Denial does NOT end the case.

Response 4 — Silence

The manufacturer ignores the notice. Silence is itself a basis for proceeding.

What manufacturers know about Minnesota Lemon Law cases

  • The 1-attempt serious safety defect rule is consumer-favorable.
  • § 325F.665 subd. 9 fees create settlement pressure.
  • Private AG Statute § 8.31 subd. 3a provides additional fee exposure with 6-year SOL.
  • The manufacturer IDS is fast and manufacturer-run.

This is why most cases with meaningful documentation settle before court action — particularly cases asserting the 1-attempt safety threshold.

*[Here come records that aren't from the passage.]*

//! Progress bars and summary reporting for the `fetch` command.

use std::collections::HashMap;
use std::sync::Mutex;

use console::style;
use indicatif::{MultiProgress, ProgressBar, ProgressStyle};

use crate::{ProgressMap, ProgressSnapshot};

const SEPARATOR: &str = "────────────────────────────────────────────────────────────";

/// Formats a byte count as a human-readable string (B, KB, MB, GB).
#[allow(clippy::cast_precision_loss)]
#[must_use]
pub fn format_bytes(bytes: u64) -> String {
    const UNITS: [&str; 3] = ["KB", "MB", "GB"];
    if bytes < 1024 {
        return format!("{bytes} B");
    }
    let mut value = bytes as f64 / 1024.0;
    let mut unit = 0;
    while value >= 1024.0 && unit + 1 < UNITS.len() {
        value /= 1024.0;
        unit += 1;
    }
    format!("{value:.2} {}", UNITS[unit])
}

/// Label shown next to a bar: the last path segment of the URL.
fn label(url: &str) -> &str {
    url.trim_end_matches('/')
        .rsplit('/')
        .next()
        .filter(|s| !s.is_empty())
        .unwrap_or(url)
}

/// One progress bar per URL, created on its first snapshot.
pub struct ProgressBars {
    multi: MultiProgress,
    bars: Mutex<HashMap<String, ProgressBar>>,
}

impl ProgressBars {
    pub fn new() -> Self {
        Self {
            multi: MultiProgress::new(),
            bars: Mutex::new(HashMap::new()),
        }
    }

    /// Brings every bar in line with the latest progress map.
    pub fn update(&self, progress: &ProgressMap) {
        let mut bars = self
            .bars
            .lock()
            .unwrap_or_else(std::sync::PoisonError::into_inner);
        for (url, snapshot) in progress {
            let bar = bars
                .entry(url.clone())
                .or_insert_with(|| self.multi.add(make_bar(url, snapshot)));
            bar.set_position(snapshot.current);
            if snapshot.size.is_some_and(|size| snapshot.current >= size) {
                bar.finish();
            }
        }
    }

    /// Stops all bars and removes them from the terminal.
    pub fn clear(&self) {
        let bars = self
            .bars
            .lock()
            .unwrap_or_else(std::sync::PoisonError::into_inner);
        for bar in bars.values() {
            bar.finish_and_clear();
        }
        let _ = self.multi.clear();
    }
}

fn make_bar(url: &str, snapshot: &ProgressSnapshot) -> ProgressBar {
    let (bar, template) = snapshot.size.map_or_else(
        || {
            (
                ProgressBar::new_spinner(),
                "{spinner:.cyan} {bytes} @ {bytes_per_sec} - {msg}",
            )
        },
        |size| {
            (
                ProgressBar::new(size),
                "{spinner:.cyan} [{bar:40.cyan/blue}] {bytes}/{total_bytes} @ {bytes_per_sec} - {msg}",
            )
        },
    );
    bar.set_style(
        ProgressStyle::with_template(template)
            .unwrap_or_else(|_| ProgressStyle::default_bar())
            .progress_chars("━━╌"),
    );
    bar.set_message(label(url).to_string());
    bar
}

/// Outcome of one URL as shown in the summary.
pub struct Line {
    pub url: String,
    pub outcome: std::result::Result<String, String>,
}

/// Prints one line per URL and the totals.
pub fn print_summary(lines: &[Line], total_bytes: u64) {
    if lines.is_empty() {
        println!("Nothing to fetch.");
        return;
    }

    println!("\n{SEPARATOR}");
    println!("Fetch Summary");
    println!("{SEPARATOR}");

    for line in lines {
        match &line.outcome {
            Ok(detail) => println!("  {} {} ({detail})", style("✓").green(), line.url),
            Err(error) => println!("  {} {}: {error}", style("✗").red(), line.url),
        }
    }

    let failed = lines.iter().filter(|l| l.outcome.is_err()).count();
    println!("{SEPARATOR}");
    println!(
        "  {} fetched, {failed} failed, {} total",
        lines.len() - failed,
        format_bytes(total_bytes)
    );
    println!("{SEPARATOR}");
}

#[cfg(test)]
mod tests {
    use super::*;

    #[test]
    fn format_bytes_units() {
        assert_eq!(format_bytes(500), "500 B");
        assert_eq!(format_bytes(1024), "1.00 KB");
        assert_eq!(format_bytes(1536), "1.50 KB");
        assert_eq!(format_bytes(1_048_576), "1.00 MB");
        assert_eq!(format_bytes(1_073_741_824), "1.00 GB");
        assert_eq!(format_bytes(5 * 1_099_511_627_776), "5120.00 GB");
    }

    #[test]
    fn label_is_last_segment() {
        assert_eq!(label("http://h/a/tool.tar.gz"), "tool.tar.gz");
        assert_eq!(label("http://h/dir/"), "dir");
        assert_eq!(label("plain"), "plain");
    }

    #[test]
    fn bars_follow_progress_map() {
        let bars = ProgressBars::new();
        let mut map = ProgressMap::new();
        map.insert("http://h/a".into(), ProgressSnapshot { size: Some(100), current: 0 });
        bars.update(&map);
        map.insert("http://h/a".into(), ProgressSnapshot { size: Some(100), current: 40 });
        map.insert("http://h/b".into(), ProgressSnapshot { size: None, current: 7 });
        bars.update(&map);

        let tracked = bars.bars.lock().unwrap();
        assert_eq!(tracked.len(), 2);
        assert_eq!(tracked["http://h/a"].position(), 40);
        assert_eq!(tracked["http://h/b"].position(), 7);
    }
}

How to escalate inside the manufacturer

  • Escalate to regional service manager.
  • Escalate to manufacturer’s legal department.
  • File manufacturer IDS in parallel.
  • Notify the manufacturer that CFA + Private AG Statute claims will be pleaded in court.

What NOT to do

  • Don’t sign a release before consulting a Minnesota lemon-law attorney.
  • Don’t sell the vehicle before resolution.
  • Don’t continue routine maintenance at independent shops.
  • Don’t accept a small cash payment that requires you to “keep the vehicle as-is.”

Bottom line

Manufacturer response is variable. Strong documentation plus written notice plus the credible threat of court action with § 325F.665 subd. 9 fees + Private AG Statute fees typically produces a meaningful settlement offer.